JPH0352238B2 - - Google Patents

Description

DETAILED DESCRIPTION OF THE INVENTION [Technical Field of the Invention] The present invention relates to a method for manufacturing a printed wiring board by a semi-additive method, and particularly to a method for manufacturing a printed wiring board with excellent circuit accuracy and through-hole reliability.

[Technical background of the invention and its problems] Conventionally, printed wiring boards are made of copper-clad laminates,
A resist pattern is printed using photoresist, ink resist, etc. on the part that will become the circuit pattern, and after this is cured, the exposed parts that are not printed are etched using an aqueous solution of ferric chloride or cupric chloride.
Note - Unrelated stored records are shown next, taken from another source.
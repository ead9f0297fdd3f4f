#![cfg(feature = "sqlite")]

use reminder_custom_fields::{
    Condition, ConditionSet, Engine, EntityRef, FormSubmission, Logic, MappingType, Operator,
    RecipientQuery, Schedule, adapters::sqlite::SqliteAdapter, query::ParamType,
};

async fn setup() -> (Engine, SqliteAdapter) {
    let adapter = SqliteAdapter::new_memory().await.unwrap();
    adapter.init_schema().await.unwrap();

    for sql in [
        r#"INSERT INTO civicrm_custom_group (id, title, extends, table_name) VALUES
            (1, 'Bio', 'Individual', 'civicrm_value_bio_1'),
            (2, 'Member info', 'Membership', 'civicrm_value_member_2'),
            (3, 'Call notes', 'Activity', 'civicrm_value_call_3')"#,
        r#"INSERT INTO civicrm_custom_field (id, custom_group_id, label, column_name, data_type, html_type) VALUES
            (7, 1, 'First name', 'first_name', 'String', 'Text'),
            (4, 2, 'Level', 'level_4', 'String', 'Select'),
            (5, 2, 'Years', 'years_5', 'Int', 'Text'),
            (8, 3, 'Outcome', 'outcome_8', 'String', 'Select')"#,
        r#"INSERT INTO civicrm_action_schedule (id, title, mapping_id) VALUES
            (1, 'Renewal', 'membership')"#,
        "CREATE TABLE civicrm_membership (id INTEGER PRIMARY KEY, contact_id INTEGER NOT NULL, status_id INTEGER NOT NULL)",
        "CREATE TABLE civicrm_activity (id INTEGER PRIMARY KEY, source_contact_id INTEGER NOT NULL)",
        "CREATE TABLE civicrm_value_bio_1 (entity_id INTEGER PRIMARY KEY, first_name TEXT)",
        "CREATE TABLE civicrm_value_member_2 (entity_id INTEGER PRIMARY KEY, level_4 TEXT, years_5 INTEGER)",
        "CREATE TABLE civicrm_value_call_3 (entity_id INTEGER PRIMARY KEY, outcome_8 TEXT)",
        r#"INSERT INTO civicrm_membership (id, contact_id, status_id) VALUES
            (10, 100, 1), (11, 101, 1), (12, 102, 1), (13, 103, 3)"#,
        r#"INSERT INTO civicrm_value_bio_1 (entity_id, first_name) VALUES
            (100, 'Jane'), (101, 'Bob'), (102, 'Ann'), (103, 'Jane')"#,
        r#"INSERT INTO civicrm_value_member_2 (entity_id, level_4, years_5) VALUES
            (10, 'Gold', 5), (11, 'Silver', 2), (13, 'Gold', 9)"#,
        "INSERT INTO civicrm_activity (id, source_contact_id) VALUES (500, 101)",
        "INSERT INTO civicrm_value_call_3 (entity_id, outcome_8) VALUES (500, 'Interested')",
    ] {
        sqlx::query(sql).execute(adapter.pool()).await.unwrap();
    }

    let engine = Engine::new(Box::new(SqliteAdapter::from_pool(adapter.pool().clone())));
    (engine, adapter)
}

/// Current memberships only; the status parameter sits below the
/// generated parameter range.
fn base(_: &Schedule) -> RecipientQuery {
    RecipientQuery::new("e.id", "civicrm_membership e")
        .where_clause("e.status_id = %1")
        .param(1, "1", ParamType::Integer)
}

async fn recipients(
    engine: &Engine,
    adapter: &SqliteAdapter,
    conditions: ConditionSet,
) -> Vec<i64> {
    engine.save_conditions(1, &conditions).await.unwrap();
    let prepared = engine.prepare_all(None, base).await.unwrap();
    assert_eq!(prepared.len(), 1);

    let mut ids = adapter.fetch_recipient_ids(&prepared[0].1).await.unwrap();
    ids.sort();
    ids
}

#[tokio::test]
async fn test_no_conditions_keeps_base() {
    let (engine, adapter) = setup().await;
    assert_eq!(
        recipients(&engine, &adapter, ConditionSet::new()).await,
        vec![10, 11, 12]
    );
}

#[tokio::test]
async fn test_membership_level() {
    let (engine, adapter) = setup().await;
    let conditions = ConditionSet::new()
        .with(Condition::new(EntityRef::Membership, 4, Operator::Equal).value("Gold"));
    assert_eq!(recipients(&engine, &adapter, conditions).await, vec![10]);
}

#[tokio::test]
async fn test_left_join_null_semantics() {
    let (engine, adapter) = setup().await;

    let missing =
        ConditionSet::new().with(Condition::new(EntityRef::Membership, 4, Operator::IsNull));
    assert_eq!(recipients(&engine, &adapter, missing).await, vec![12]);

    // a missing custom row does not satisfy !=
    let not_gold = ConditionSet::new()
        .with(Condition::new(EntityRef::Membership, 4, Operator::NotEqual).value("Gold"));
    assert_eq!(recipients(&engine, &adapter, not_gold).await, vec![11]);
}

#[tokio::test]
async fn test_contact_or_membership() {
    let (engine, adapter) = setup().await;
    let conditions = ConditionSet::new()
        .with(Condition::new(EntityRef::Contact, 7, Operator::Like).value("ane"))
        .with(
            Condition::new(EntityRef::Membership, 4, Operator::In)
                .value(vec!["Silver"])
                .logic(Logic::Or),
        );
    assert_eq!(recipients(&engine, &adapter, conditions).await, vec![10, 11]);
}

#[tokio::test]
async fn test_numeric_comparison_on_text_param() {
    let (engine, adapter) = setup().await;
    let conditions = ConditionSet::new()
        .with(Condition::new(EntityRef::Membership, 5, Operator::GreaterThanOrEqual).value("3"));
    assert_eq!(recipients(&engine, &adapter, conditions).await, vec![10]);
}

#[tokio::test]
async fn test_activity_through_source_contact() {
    let (engine, adapter) = setup().await;
    let conditions = ConditionSet::new()
        .with(Condition::new(EntityRef::Activity, 8, Operator::Equal).value("Interested"));
    assert_eq!(recipients(&engine, &adapter, conditions).await, vec![11]);
}

#[tokio::test]
async fn test_skipped_conditions_do_not_filter() {
    let (engine, adapter) = setup().await;
    let conditions = ConditionSet::new()
        // deleted field
        .with(Condition::new(EntityRef::Membership, 404, Operator::Equal).value("Gold"))
        // event data is not reachable from a membership
        .with(Condition::new(EntityRef::Event, 4, Operator::Equal).value("Gold"))
        // empty set
        .with(
            Condition::new(EntityRef::Membership, 4, Operator::NotIn).value(Vec::<String>::new()),
        );
    assert_eq!(
        recipients(&engine, &adapter, conditions).await,
        vec![10, 11, 12]
    );
}

#[tokio::test]
async fn test_form_roundtrip_through_storage() {
    let (engine, adapter) = setup().await;
    let form = FormSubmission::from_pairs([
        ("custom_field_entity", "Individual"),
        ("custom_field_id", "7"),
        ("custom_field_operator", "IN"),
        ("custom_field_values", "Ann, Bob"),
        ("custom_field_entity_1", "Membership"),
        ("custom_field_id_1", "4"),
        ("custom_field_operator_1", "IS NOT NULL"),
        ("custom_field_logic_1", "AND"),
    ]);
    engine.save_form(1, &form).await.unwrap();

    let prepared = engine
        .prepare_all(Some(MappingType::Membership), base)
        .await
        .unwrap();
    let ids = adapter.fetch_recipient_ids(&prepared[0].1).await.unwrap();
    assert_eq!(ids, vec![11]);
}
The etched oil method, in which circuits are formed by removing the metal, was the mainstream.

In the etched oil method, 70% of the copper foil used as the material is
~80% of the board is removed by etching, which increases the cost of the board, and since the through-holes are connected using electrolytic copper plating, the copper foil on the front and back of the board is 70 to 80 microns thick due to plating. Processing takes a long time, causing phenomena such as undercuts and overhangs.
There are still problems, such as not being suitable for manufacturing printed wiring boards with high circuit precision.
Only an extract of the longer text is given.